"I was out of control and too proud to back down"

Growing up in Christchurch, attending Sunday School and Girl's Rallies, I discovered at an early age there is a God. My mother taught me to pray each night and I had a sense of being accepted by this person called God.

I rebelled as a teenager against everything I knew was right, all the while knowing I should be listening to the voice inside. It was a battle of wills. I was out of control and too proud to back down. I forgot God and concluded that He had abandoned me.

By sixteen I was a mother. The reality of this small child, and the emotions he stirred, gripped me with fear. The love I felt for my little boy was overwhelming - it consumed me. I was afraid for us, for our future. Suddenly it wasn't about me any more - I had to clean up my act, and think for this child even though I was still a child myself. I was prepared to protect my little boy with my life.

Then it dawned on me my baby was a gift from God. How could I deny it? Only after I'd come to this realisation did it occur to me that God had never abandoned me, I had turned from God. I felt intense guilt. How could God forgive me now? Why would God want to after all the stirring I had done. These thoughts gnawed at me inside. I couldn't cope with such 'adult' thoughts.

Instead I decided to face the situation. What a mistake! That triggered a defiance that lasted years - a vicious cycle of rebellion - including a lifestyle of drugs, alcohol, abusive relationships, and denial that held me captive. I was torn - I was a good mother, a hard worker, and warm. The rest of me was negative, resentful and cold. I blamed God for everything. It was much easier than admitting my own faults. There was no other light other than love for my son.

One particularly low time, in despair and with nowhere to turn, I prayed, 'Okay God, finally I have to admit I can't cope on my own any more. I need your help. If you can still hear me, then please show me a way out of this mess.'

Slowly things took a turn for the better. Life didn't weigh so heavily on me. This made me think, maybe I'd been wrong all along. Maybe I should let God stay in control. Positive things started happening. I met a wonderful man and eighteen months later became his wife. I felt aware of everything around me. Even during the months leading up to the wedding, I saw small miracles happening in areas I thought were of no importance to anyone but me. This must be God's grace. I figured I had God's consent to be happy.

Several months later I had a call from the minister who married us. He spoke of an up-coming Alpha course, and asked if we would be interested in attending the Introductory dinner. We went, and enjoyed a relaxed, informative evening.

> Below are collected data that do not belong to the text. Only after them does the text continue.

//! Common API response wrapper and request helpers.
//!
//! [`ApiResponse`] provides the standard envelope for all successful API
//! responses, with an optional human-readable message.

use serde::{Deserialize, Deserializer, Serialize};

use crate::error::ApiError;

/// Standard API response envelope.
///
/// The `success` field is always `true` for non-error responses.
#[derive(Debug, Clone, Serialize)]
pub struct ApiResponse<T: Serialize> {
    /// Always `true` for successful responses.
    pub success: bool,
    /// Response payload.
    #[serde(skip_serializing_if = "Option::is_none")]
    pub data: Option<T>,
    /// Confirmation message for mutations.
    #[serde(skip_serializing_if = "Option::is_none")]
    pub message: Option<String>,
}

impl<T: Serialize> ApiResponse<T> {
    /// Create a successful response with data.
    pub fn ok(data: T) -> Self {
        ApiResponse {
            success: true,
            data: Some(data),
            message: None,
        }
    }

    /// Create a successful response with data and a message.
    pub fn ok_with_message(data: T, message: impl Into<String>) -> Self {
        ApiResponse {
            success: true,
            data: Some(data),
            message: Some(message.into()),
        }
    }
}

impl ApiResponse<()> {
    /// Create a successful response carrying only a message.
    pub fn message(message: impl Into<String>) -> Self {
        ApiResponse {
            success: true,
            data: None,
            message: Some(message.into()),
        }
    }
}

/// Deserializes a present field (even `null`) as `Some(_)`.
///
/// Used with `#[serde(default)]` on `Option<Option<T>>` so that an absent
/// field, an explicit `null`, and a value can be told apart in patches.
pub fn present<'de, D, T>(deserializer: D) -> Result<Option<Option<T>>, D::Error>
where
    D: Deserializer<'de>,
    T: Deserialize<'de>,
{
    Option::<T>::deserialize(deserializer).map(Some)
}

/// Fails with `message` if `value` is blank.
pub fn require(value: String, message: &str) -> Result<String, ApiError> {
    if value.trim().is_empty() {
        Err(ApiError::BadRequest(message.to_string()))
    } else {
        Ok(value)
    }
}

/// Like [`require`], for a field that may be absent.
pub fn require_if_present(
    value: Option<String>,
    message: &str,
) -> Result<Option<String>, ApiError> {
    value.map(|v| require(v, message)).transpose()
}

A couple of weeks later I went along to the course's first session. Feeling a little apprehensive I wondered, 'Will I know anyone? Will they like me? Will they judge me', and consoled myself, 'It's okay! It's not compulsory!' and 'I can leave at any time if I'm not comfortable.' To my delight, that first evening was great. The atmosphere was relaxed, the people pleasant, and best of all - no one judged me. This put me at ease almost immediately, and at the evening's conclusion, I realised not only had I been smiling a lot, I was still smiling.

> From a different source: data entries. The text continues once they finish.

//! Health program handlers.

use axum::extract::rejection::JsonRejection;
use axum::extract::{Path, State};
use axum::http::StatusCode;
use axum::Json;
use carepoint_core::{HealthProgram, ProgramId, ProgramWithEnrollments};

use crate::error::ApiError;
use crate::schema::common::ApiResponse;
use crate::schema::programs::{CreateProgramRequest, PublicProgramView, UpdateProgramRequest};
use crate::state::AppState;

/// Lists all programs.
///
/// `GET /programs`
pub async fn list_programs(
    State(state): State<AppState>,
) -> Result<Json<ApiResponse<Vec<HealthProgram>>>, ApiError> {
    let service = state.service.lock().await;
    Ok(Json(ApiResponse::ok(service.list_programs()?)))
}

/// Lists program names and descriptions without authentication.
///
/// `GET /public/programs`
pub async fn public_programs(
    State(state): State<AppState>,
) -> Result<Json<ApiResponse<Vec<PublicProgramView>>>, ApiError> {
    let service = state.service.lock().await;
    Ok(Json(ApiResponse::ok(service.public_programs()?)))
}

/// Creates a new program.
///
/// `POST /programs`
pub async fn create_program(
    State(state): State<AppState>,
    body: Result<Json<CreateProgramRequest>, JsonRejection>,
) -> Result<(StatusCode, Json<ApiResponse<HealthProgram>>), ApiError> {
    let Json(req) = body?;
    let data = req.validate()?;
    let mut service = state.service.lock().await;
    let program = service.create_program(data)?;
    Ok((
        StatusCode::CREATED,
        Json(ApiResponse::ok_with_message(program, "Program created successfully")),
    ))
}

/// Gets a program with its enrollments and clients.
///
/// `GET /programs/{id}`
pub async fn get_program(
    State(state): State<AppState>,
    Path(id): Path<ProgramId>,
) -> Result<Json<ApiResponse<ProgramWithEnrollments>>, ApiError> {
    let service = state.service.lock().await;
    Ok(Json(ApiResponse::ok(service.get_program(&id)?)))
}

/// Updates a program's name and/or description.
///
/// `PUT /programs/{id}`
pub async fn update_program(
    State(state): State<AppState>,
    Path(id): Path<ProgramId>,
    body: Result<Json<UpdateProgramRequest>, JsonRejection>,
) -> Result<Json<ApiResponse<HealthProgram>>, ApiError> {
    let Json(req) = body?;
    let patch = req.validate()?;
    let mut service = state.service.lock().await;
    let program = service.update_program(&id, patch)?;
    Ok(Json(ApiResponse::ok_with_message(
        program,
        "Program updated successfully",
    )))
}

/// Deletes a program and its enrollments.
///
/// `DELETE /programs/{id}`
pub async fn delete_program(
    State(state): State<AppState>,
    Path(id): Path<ProgramId>,
) -> Result<Json<ApiResponse<()>>, ApiError> {
    let mut service = state.service.lock().await;
    service.delete_program(&id)?;
    Ok(Json(ApiResponse::message("Program deleted successfully")))
}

Alpha became the highlight of every week as I excitedly looked forward to Wednesday nights. I totally enjoyed meeting sincere people and sharing views. I was forming wonderful friendships with caring Christians who had a genuine love for Jesus Christ. The group leaders were confident in their faith and fielded a lot of my questions with ease.

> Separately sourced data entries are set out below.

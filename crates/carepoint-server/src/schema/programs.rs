//! Health program request and response types.

use carepoint_core::{HealthProgram, NewProgram, ProgramId, ProgramPatch};
use serde::{Deserialize, Serialize};

use crate::error::ApiError;
use crate::schema::common::{require, require_if_present};

/// Body of `POST /programs`.
#[derive(Debug, Clone, Default, Deserialize)]
#[serde(default)]
pub struct CreateProgramRequest {
    pub name: String,
    pub description: String,
}

/// Body of `PUT /programs/{id}`.
#[derive(Debug, Clone, Default, Deserialize)]
#[serde(default)]
pub struct UpdateProgramRequest {
    pub name: Option<String>,
    pub description: Option<String>,
}

impl CreateProgramRequest {
    pub fn validate(self) -> Result<NewProgram, ApiError> {
        Ok(NewProgram {
            name: require(self.name, "Program name is required")?,
            description: require(self.description, "Description is required")?,
        })
    }
}

impl UpdateProgramRequest {
    pub fn validate(self) -> Result<ProgramPatch, ApiError> {
        Ok(ProgramPatch {
            name: require_if_present(self.name, "Program name is required")?,
            description: require_if_present(self.description, "Description is required")?,
        })
    }
}

/// Entry of the unauthenticated `GET /public/programs` listing.
#[derive(Debug, Clone, Serialize)]
pub struct PublicProgramView {
    pub id: ProgramId,
    pub name: String,
    pub description: String,
}

impl From<HealthProgram> for PublicProgramView {
    fn from(program: HealthProgram) -> Self {
        PublicProgramView {
            id: program.id,
            name: program.name,
            description: program.description,
        }
    }
}

#[cfg(test)]
mod tests {
    use super::*;

    #[test]
    fn create_requires_both_fields() {
        let req = CreateProgramRequest {
            name: "TB Treatment".into(),
            description: String::new(),
        };
        assert!(matches!(req.validate(), Err(ApiError::BadRequest(m)) if m == "Description is required"));
    }

    #[test]
    fn empty_update_is_a_no_op_patch() {
        let req: UpdateProgramRequest = serde_json::from_str("{}").unwrap();
        assert_eq!(req.validate().unwrap(), ProgramPatch::default());
    }
}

At last I realised I didn't need to deny God any longer. Again I accepted God without question, just like an innocent child. I've learnt God never changes. Instead I changed. Through Alpha, my faith increased so much; I feel I could never turn from the Lord again. Once I found faith, I urgently wanted to put things right with God. I knew I had to repent, ask for forgiveness and start again. I did this and invited the Lord Jesus Christ into my life as Saviour.

From that moment Jesus has been at my side, reassuring, leading, and gently guiding me. I now know I am never alone. I'm so grateful to have been part of an Alpha Course. Life has changed in ways I never thought possible. The peace I have found in allowing God to be the driver in my life is amazing. I am more willing to sit in the back seat and let His will be done.